Task objective>
Please give the number of lines in the records below that include "cpal", with no other output.

Extracted records>
- - -

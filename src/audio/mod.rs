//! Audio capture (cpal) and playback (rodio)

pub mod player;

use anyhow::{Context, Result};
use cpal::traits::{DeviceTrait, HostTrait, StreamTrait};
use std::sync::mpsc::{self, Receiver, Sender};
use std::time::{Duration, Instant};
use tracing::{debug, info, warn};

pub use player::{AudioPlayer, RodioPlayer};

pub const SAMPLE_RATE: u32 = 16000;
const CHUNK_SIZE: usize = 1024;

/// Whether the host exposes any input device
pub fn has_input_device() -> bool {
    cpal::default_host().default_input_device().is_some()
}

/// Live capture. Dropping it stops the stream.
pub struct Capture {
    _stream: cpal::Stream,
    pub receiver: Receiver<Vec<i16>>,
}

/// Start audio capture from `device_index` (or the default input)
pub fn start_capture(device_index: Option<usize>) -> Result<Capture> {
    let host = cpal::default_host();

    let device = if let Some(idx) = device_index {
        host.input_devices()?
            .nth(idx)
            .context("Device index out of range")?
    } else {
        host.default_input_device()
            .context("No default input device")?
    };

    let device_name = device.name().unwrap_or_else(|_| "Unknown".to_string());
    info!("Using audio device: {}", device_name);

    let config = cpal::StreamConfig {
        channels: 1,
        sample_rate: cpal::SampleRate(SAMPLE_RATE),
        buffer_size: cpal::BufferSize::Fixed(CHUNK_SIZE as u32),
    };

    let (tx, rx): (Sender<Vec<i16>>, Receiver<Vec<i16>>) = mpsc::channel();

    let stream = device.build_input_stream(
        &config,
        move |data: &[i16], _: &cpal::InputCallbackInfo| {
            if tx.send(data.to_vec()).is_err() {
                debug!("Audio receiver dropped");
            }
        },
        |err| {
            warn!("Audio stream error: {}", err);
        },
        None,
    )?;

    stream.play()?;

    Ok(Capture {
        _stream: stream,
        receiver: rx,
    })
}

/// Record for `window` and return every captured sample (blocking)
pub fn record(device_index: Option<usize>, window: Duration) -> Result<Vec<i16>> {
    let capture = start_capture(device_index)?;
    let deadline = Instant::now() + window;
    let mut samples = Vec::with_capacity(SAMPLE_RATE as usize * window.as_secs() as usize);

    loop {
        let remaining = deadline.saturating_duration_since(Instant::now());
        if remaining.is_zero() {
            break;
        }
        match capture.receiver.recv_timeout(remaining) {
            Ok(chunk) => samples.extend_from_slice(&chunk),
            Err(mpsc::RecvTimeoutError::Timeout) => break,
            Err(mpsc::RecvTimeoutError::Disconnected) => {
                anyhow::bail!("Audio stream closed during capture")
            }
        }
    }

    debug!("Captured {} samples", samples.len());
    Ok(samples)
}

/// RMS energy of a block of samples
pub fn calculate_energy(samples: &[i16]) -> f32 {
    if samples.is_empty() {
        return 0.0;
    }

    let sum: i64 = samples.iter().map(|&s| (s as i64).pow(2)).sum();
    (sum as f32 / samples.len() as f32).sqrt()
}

- - -

Output below>
9